Normal dual FBE layer coatings for gas pipes may have thicknesses varying from 550 microns to 850 microns. For heavy duty piping, the thickness may go up to 1050 microns.
Three-Layer FBE Polyolefin System
The three-layer polyolefin FBE coatings can have a thickness ranging from 1275 microns to 3000 microns for moderate to heavy duty applications.
The system includes:
- FBE bottom adhesion layer (150 micron thickness) with strong adhesion to the metallic substrate
- Bonded polyolefin mid layer (125–150 micron thickness) with superior flexibility
- Top polyethylene or polypropylene layer for high-temperature and moisture-resistant applications. For higher temperatures and offshore applications, polypropylene is more appropriate. The high-density polyethylene top layer provides toughness as well as reduced permeability for oxygen penetration and moisture penetration.
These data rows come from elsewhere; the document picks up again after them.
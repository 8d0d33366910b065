//! Minimal single-page PDF writer.
//!
//! Produces a PDF 1.4 file with one A4 portrait page that shows a single RGB
//! image, full-bleed across the page width and anchored to the top edge.

use chrono::{DateTime, Utc};
use flate2::Compression;
use flate2::write::ZlibEncoder;
use std::io::Write;

use crate::error::EncodingError;

/// A4 width in PDF points
pub const A4_WIDTH_PT: f32 = 595.28;
/// A4 height in PDF points
pub const A4_HEIGHT_PT: f32 = 841.89;

/// 8-bit RGB raster, rows top to bottom
#[derive(Debug)]
pub(crate) struct RgbImage {
    pub width: u32,
    pub height: u32,
    pub pixels: Vec<u8>,
}

/// Document metadata written to the info dictionary
#[derive(Debug)]
pub(crate) struct DocumentInfo<'a> {
    pub title: &'a str,
    pub producer: &'a str,
    pub created: DateTime<Utc>,
}

/// Where the image lands on the page, in points
#[derive(Clone, Copy, Debug, PartialEq)]
pub struct Placement {
    /// Drawn width (always the page width)
    pub width: f32,
    /// Drawn height, preserving the raster aspect ratio
    pub height: f32,
    /// Bottom edge of the image measured from the bottom of the page
    pub y: f32,
}

/// Scale a raster to the A4 page width, preserving aspect ratio, top-aligned
pub fn place_on_page(raster_width: u32, raster_height: u32) -> Placement {
    let width = A4_WIDTH_PT;
    let height = raster_height as f32 * width / raster_width.max(1) as f32;
    Placement {
        width,
        height,
        y: A4_HEIGHT_PT - height,
    }
}

struct PdfWriter {
    buf: Vec<u8>,
    offsets: Vec<usize>,
}

impl PdfWriter {
    fn new() -> Self {
        let mut buf = Vec::new();
        buf.extend_from_slice(b"%PDF-1.4\n%\xE2\xE3\xCF\xD3\n");
        Self {
            buf,
            offsets: Vec::new(),
        }
    }

    /// Next object number
    fn next_id(&self) -> usize {
        self.offsets.len() + 1
    }

    fn object(&mut self, body: &str) -> usize {
        let id = self.begin();
        self.buf.extend_from_slice(body.as_bytes());
        self.buf.extend_from_slice(b"\nendobj\n");
        id
    }

    fn stream(&mut self, dict: &str, data: &[u8]) -> usize {
        let id = self.begin();
        self.buf
            .extend_from_slice(format!("<< {} /Length {} >>\nstream\n", dict, data.len()).as_bytes());
        self.buf.extend_from_slice(data);
        self.buf.extend_from_slice(b"\nendstream\nendobj\n");
        id
    }

    fn begin(&mut self) -> usize {
        self.offsets.push(self.buf.len());
        let id = self.offsets.len();
        self.buf.extend_from_slice(format!("{} 0 obj\n", id).as_bytes());
        id
    }

    fn finish(mut self, root: usize, info: usize) -> Vec<u8> {
        let xref = self.buf.len();
        let size = self.offsets.len() + 1;
        self.buf
            .extend_from_slice(format!("xref\n0 {}\n0000000000 65535 f \n", size).as_bytes());
        for offset in &self.offsets {
            self.buf
                .extend_from_slice(format!("{:010} 00000 n \n", offset).as_bytes());
        }
        self.buf.extend_from_slice(
            format!(
                "trailer\n<< /Size {} /Root {} 0 R /Info {} 0 R >>\nstartxref\n{}\n%%EOF\n",
                size, root, info, xref
            )
            .as_bytes(),
        );
        self.buf
    }
}

/// Assemble a one-page document showing `image`
pub(crate) fn write_document(
    image: &RgbImage,
    info: &DocumentInfo<'_>,
    compress: bool,
) -> Result<Vec<u8>, EncodingError> {
    let expected = image.width as usize * image.height as usize * 3;
    if image.width == 0 || image.height == 0 || image.pixels.len() != expected {
        return Err(EncodingError::Document(format!(
            "raster of {}x{} carries {} bytes, expected {}",
            image.width,
            image.height,
            image.pixels.len(),
            expected
        )));
    }

    let (pixels, filter) = if compress {
        let mut encoder = ZlibEncoder::new(Vec::with_capacity(expected / 4), Compression::default());
        encoder
            .write_all(&image.pixels)
            .map_err(|e| EncodingError::Document(e.to_string()))?;
        let data = encoder
            .finish()
            .map_err(|e| EncodingError::Document(e.to_string()))?;
        (data, " /Filter /FlateDecode")
    } else {
        (image.pixels.clone(), "")
    };

    let placement = place_on_page(image.width, image.height);
    let content = format!(
        "q\n{:.2} 0 0 {:.2} 0 {:.2} cm\n/Im0 Do\nQ\n",
        placement.width, placement.height, placement.y
    );

    let mut pdf = PdfWriter::new();
    let catalog = pdf.next_id();
    let pages = catalog + 1;
    let page = catalog + 2;
    let xobject = catalog + 3;
    let contents = catalog + 4;

    pdf.object(&format!("<< /Type /Catalog /Pages {} 0 R >>", pages));
    pdf.object(&format!("<< /Type /Pages /Kids [{} 0 R] /Count 1 >>", page));
    pdf.object(&format!(
        "<< /Type /Page /Parent {} 0 R /MediaBox [0 0 {} {}] /Resources << /XObject << /Im0 {} 0 R >> >> /Contents {} 0 R >>",
        pages, A4_WIDTH_PT, A4_HEIGHT_PT, xobject, contents
    ));
    pdf.stream(
        &format!(
            "/Type /XObject /Subtype /Image /Width {} /Height {} /ColorSpace /DeviceRGB /BitsPerComponent 8{}",
            image.width, image.height, filter
        ),
        &pixels,
    );
    pdf.stream("", content.as_bytes());
    let info_id = pdf.object(&format!(
        "<< /Title {} /Producer {} /CreationDate {} >>",
        text_string(info.title),
        text_string(info.producer),
        text_string(&info.created.format("D:%Y%m%d%H%M%SZ").to_string()),
    ));

    Ok(pdf.finish(catalog, info_id))
}

/// Encode a PDF text string: literal for ASCII, UTF-16BE hex otherwise
fn text_string(value: &str) -> String {
    if value.is_ascii() {
        let mut out = String::with_capacity(value.len() + 2);
        out.push('(');
        for c in value.chars() {
            if matches!(c, '(' | ')' | '\\') {
                out.push('\\');
            }
            out.push(c);
        }
        out.push(')');
        out
    } else {
        let mut out = String::from("<FEFF");
        for unit in value.encode_utf16() {
            out.push_str(&format!("{:04X}", unit));
        }
        out.push('>');
        out
    }
}

// unwrap/expect are acceptable in tests for concise failure-on-error assertions
#[allow(clippy::unwrap_used, clippy::expect_used)]
#[cfg(test)]
mod tests {
    use super::*;
    use chrono::TimeZone;

    fn image(width: u32, height: u32) -> RgbImage {
        RgbImage {
            width,
            height,
            pixels: vec![0xff; (width * height * 3) as usize],
        }
    }

    fn info() -> DocumentInfo<'static> {
        DocumentInfo {
            title: "Advanced Analytics Report",
            producer: "EcoFlow",
            created: Utc.with_ymd_and_hms(2024, 1, 15, 9, 0, 0).unwrap(),
        }
    }

    fn count(haystack: &[u8], needle: &[u8]) -> usize {
        haystack.windows(needle.len()).filter(|w| *w == needle).count()
    }

    #[test]
    fn a4_raster_fills_the_page() {
        let placement = place_on_page(1588, 2245);
        assert_eq!(placement.width, A4_WIDTH_PT);
        assert!((placement.height - A4_HEIGHT_PT).abs() < 0.5, "{placement:?}");
        assert!(placement.y.abs() < 0.5);
    }

    #[test]
    fn short_raster_is_top_aligned() {
        let placement = place_on_page(1000, 500);
        assert!((placement.height - A4_WIDTH_PT / 2.0).abs() < 0.01);
        assert!((placement.y - (A4_HEIGHT_PT - A4_WIDTH_PT / 2.0)).abs() < 0.01);
    }

    #[test]
    fn writes_single_page_document() {
        let bytes = write_document(&image(4, 6), &info(), true).unwrap();
        assert!(bytes.starts_with(b"%PDF-1.4"));
        assert!(bytes.ends_with(b"%%EOF\n"));
        assert_eq!(count(&bytes, b"/Type /Page "), 1);
        assert_eq!(count(&bytes, b"/Count 1"), 1);
        assert_eq!(count(&bytes, b"/FlateDecode"), 1);
        assert_eq!(count(&bytes, b"(D:20240115090000Z)"), 1);
    }

    #[test]
    fn xref_offsets_point_at_objects() {
        let bytes = write_document(&image(2, 2), &info(), false).unwrap();
        let marker = b"startxref\n";
        let tail_at = bytes
            .windows(marker.len())
            .rposition(|w| w == marker)
            .unwrap()
            + marker.len();
        let tail = std::str::from_utf8(&bytes[tail_at..]).unwrap();
        let xref_at: usize = tail.lines().next().unwrap().parse().unwrap();
        assert!(bytes[xref_at..].starts_with(b"xref"));

        // Everything from the xref table on is ASCII
        let table = std::str::from_utf8(&bytes[xref_at..]).unwrap();
        for (i, line) in table.lines().skip(3).take(6).enumerate() {
            let offset: usize = line[..10].parse().unwrap();
            let header = format!("{} 0 obj", i + 1);
            assert!(bytes[offset..].starts_with(header.as_bytes()), "object {}", i + 1);
        }
    }

    #[test]
    fn rejects_mismatched_raster() {
        let mut bad = image(3, 3);
        bad.pixels.pop();
        assert!(matches!(
            write_document(&bad, &info(), false),
            Err(EncodingError::Document(_))
        ));
    }

    #[test]
    fn text_strings_escape_and_encode() {
        assert_eq!(text_string("a (b) \\c"), "(a \\(b\\) \\\\c)");
        assert_eq!(text_string("CO₂"), "<FEFF0043004F2082>");
    }
}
Coextruded Three-Layer Tapes
Two-layer tapes have many disadvantages when compared with the superior self-amalgamating type of coextruded three-layer tapes as coatings. These three-layer tapes contain a stabilized carrier film of polyethylene, covered with an adhesive of a butyl-rubber material on the top and bottom of the layers. Adhesive layers, used in between the layers of three-layer coextruded tapes with carrier films, provide seamless adhesion without any clearly marked interface between the adhesive layer and the intermediate carrier film. These tapes are wrapped in spirals inside and outside the pipe, forming a homogeneous seamless sleeve coating on the metal substrate. The layer of butyl rubber will self-amalgamate in the interface area, producing an impermeable sealed pipe.
Some Limitations of Coating Materials
Normally, a polyethylene top layer restricts the application to temperatures between -4°F and 175°F (-20°C and 80°C). On the other hand, the polypropylene top layer makes it suitable for temperatures of up to 220°F (105°C). Specially formulated, high-temperature single and dual-layer FBE can be used up to 285°F (140°C) under dry conditions, while a normal FBE coating is used from -22° to 175°F (-30° to 80°C).
As in the case of a dual-layer PVC-PE system, the PVC layer can fail due to its brittle nature as it loses its plasticizer due to aging. Disbondment from the steel surface can start early in such cases due to the loss of adhesive strength. This can result in the localized corrosion of steel pipes.
Even the polyethylene with butyl rubber dual-layer coating can fail due to the loss of adhesive in the carrier film, and disbondment can begin gradually. This can result in the risk of moisture penetration with oxygen to the steel surface, causing the onset of a corrosive reaction.
Field Coating vs. Factory-Produced Coating
Facilities available at factories ensure that factory coatings are produced under standard conditions and automatic controls to ensure a high degree of reliability. However, if a coating has to be applied on site, the surface preparation, coating, curing and other steps involved need skilled manpower, inspection, equipment and site supervision. Some amount of coating for joints and repair work may have to be done at the worksite. The reliability of the system in such cases would depend on the quality of work done at the site, which acts as the weakest link in the system. The storage of coating material on site, under adverse conditions, is also very challenging. Taking care of environmental health & safety (EH&S) concerns on site needs adequate planning.
Conclusion
As a significant proportion of gas pipeline fire disasters are caused by pipeline damage due to corrosion, it is worthwhile to design pipelines to minimize corrosion and to ensure minimal contaminants in the gas. The use of anti-corrosion coatings, along with cathodic protection and the continuous monitoring of pipelines, can further strengthen the corrective and preventive measures required to be followed.